Странную скованность ощущал я, допрашивая Гванцу. С небывалой силой одолевали меня сомнения: имею ли я право требовать от нее искренности и правдивости? Мне казалось, что я ловлю на ее лице тень недоверия, словно она хотела спросить: а кто ты, собственно говоря, такой, что смеешь допрашивать меня. Сам-то ты разве безупречен, что позволяешь себе взвешивать на весах правосудия чужие провинности и добродетели? „Должно быть, и Пилат в глазах Христа читал подобные сомнения“, – подумал я скептически.
– Я вам лучше о другом случае расскажу, – очень тихо, почти шепотом, проговорила Гванца Шелиава. – Это произошло примерно через месяц после того, как я начала работать в школе. Только боюсь, вы не поверите…
– Я вам верю, – твердо произнес я.
– Я так говорю, – она словно бы оправдывалась передо мной, – потому что история эта невероятная… Но вы спросите у тех ребят, которые были с Паатой в больнице, они подтвердят.
– Я никого спрашивать не буду, потому что абсолютно вам доверяю, – повторил я, но следовательская привычка взяла свое: – Что за больница? Когда это было?
Но, казалось, Гванца не слышала моих вопросов. Справившись с волнением, она начала рассказывать.
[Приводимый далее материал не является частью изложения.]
//! Refl Extract - metadata extraction from annotated headers
//!
//! Walks every header under a content root, parses it with `refl_parse`,
//! and turns annotated declarations into metadata units:
//!
//! - annotated `class`/`struct` → [`RecordUnit`] with its annotated
//!   fields ([`PropertyUnit`]) and methods ([`MethodUnit`])
//! - annotated `enum` → [`EnumUnit`]
//!
//! Annotations are validated against per-kind [`Schemas`]; unsupported
//! flags and attributes are dropped. Unchanged files are skipped using an
//! [`IncrementalState`] file, and an optional precompiled header supplies
//! shared declarations and macros to every parse.

mod annotation;
mod config;
mod context;
mod emit;
mod error;
mod extractor;
mod fs;
mod layout;
mod pch;
mod schema;
mod state;
mod units;
mod walk;

pub use annotation::{parse_annotation, split_entries, Metadata};
pub use config::{ExtractorConfig, StampPolicy};
pub use context::ExtractContext;
pub use emit::{
    descriptor_path, relative_key, to_json, ArgumentDescriptor, Describer, EnumDescriptor,
    EnumFieldDescriptor, FileDescriptor, MetadataDescriptor, MethodDescriptor,
    PropertyDescriptor, RecordDescriptor, TypeDescriptor, UnitDescriptor,
};
pub use error::{ExtractError, FileError, PchError, StateError};
pub use extractor::{parse_file, ExtractPhase, ExtractReport, Extractor};
pub use fs::{now_seconds, DiskFileSystem, FileSystem};
pub use layout::{scalar_layout, LayoutTable, RecordLayout};
pub use pch::PchManager;
pub use schema::{Schemas, UnitKind, UnitSchema};
pub use state::IncrementalState;
pub use units::{
    Argument, EnumField, EnumUnit, FileUnits, MetadataUnit, MethodUnit, PropertyUnit, RecordUnit,
    TypeInfo, Unit,
};
pub use walk::{extract_units, is_supported_property_type};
– В тот день по расписанию было подряд два урока математики. После первого урока учительница вышла из класса, оставив на столе журнал и свою сумочку. Вернувшись, она зачем-то открыла сумку и вдруг вскрикнула. Пятисот рублей, которые, как она помнила, лежали в кошельке, не было. Дети растерянно переглянулись и молчали. Пришла классная руководительница – пожилая больная женщина. В ее многолетней педагогической практике это был первый случай. Она изо всех сил старалась крепиться и не выказывать волнения, но в лице ее не было ни кровинки и руки предательски дрожали. Она попросила всех выйти из класса, вышла в коридор сама и велела ученикам поодиночке заходить в пустой класс. Взявший деньги должен был положить их на место. Таким образом, никто бы не узнал, кто из 27 учеников виновен в пропаже. Однако, когда последний из них прикрыл за собой дверь, сумка по-прежнему пустовала. Значило ли это, что дети не брали денег? История получила огласку, невзирая на то, что классная наставница утверждала, что никто из ее подопечных кражи совершить не мог, директор пригрозил вызвать милицию и расформировать класс. Ребят продержали взаперти до восьми часов вечера. Не знаю, что происходило там, за закрытой дверью, только и после этого никто не признался. Паата все время твердил, что среди них виноватых нет, но никто ему не верил.
Через два дня классную наставницу положили в больницу. Нервное потрясение обострило неизлечимую болезнь, которой она давно страдала. Врачи не скрывали, что положение безнадежное, и мы со дня на день ждали печальной вести. Ребята вообразили, что в болезни любимой учительницы обвиняют их, и совсем расклеились, стали придираться друг к другу, сделались недоверчивыми и резкими. Дружный когда-то класс распадался, и мы ничем не могли помочь.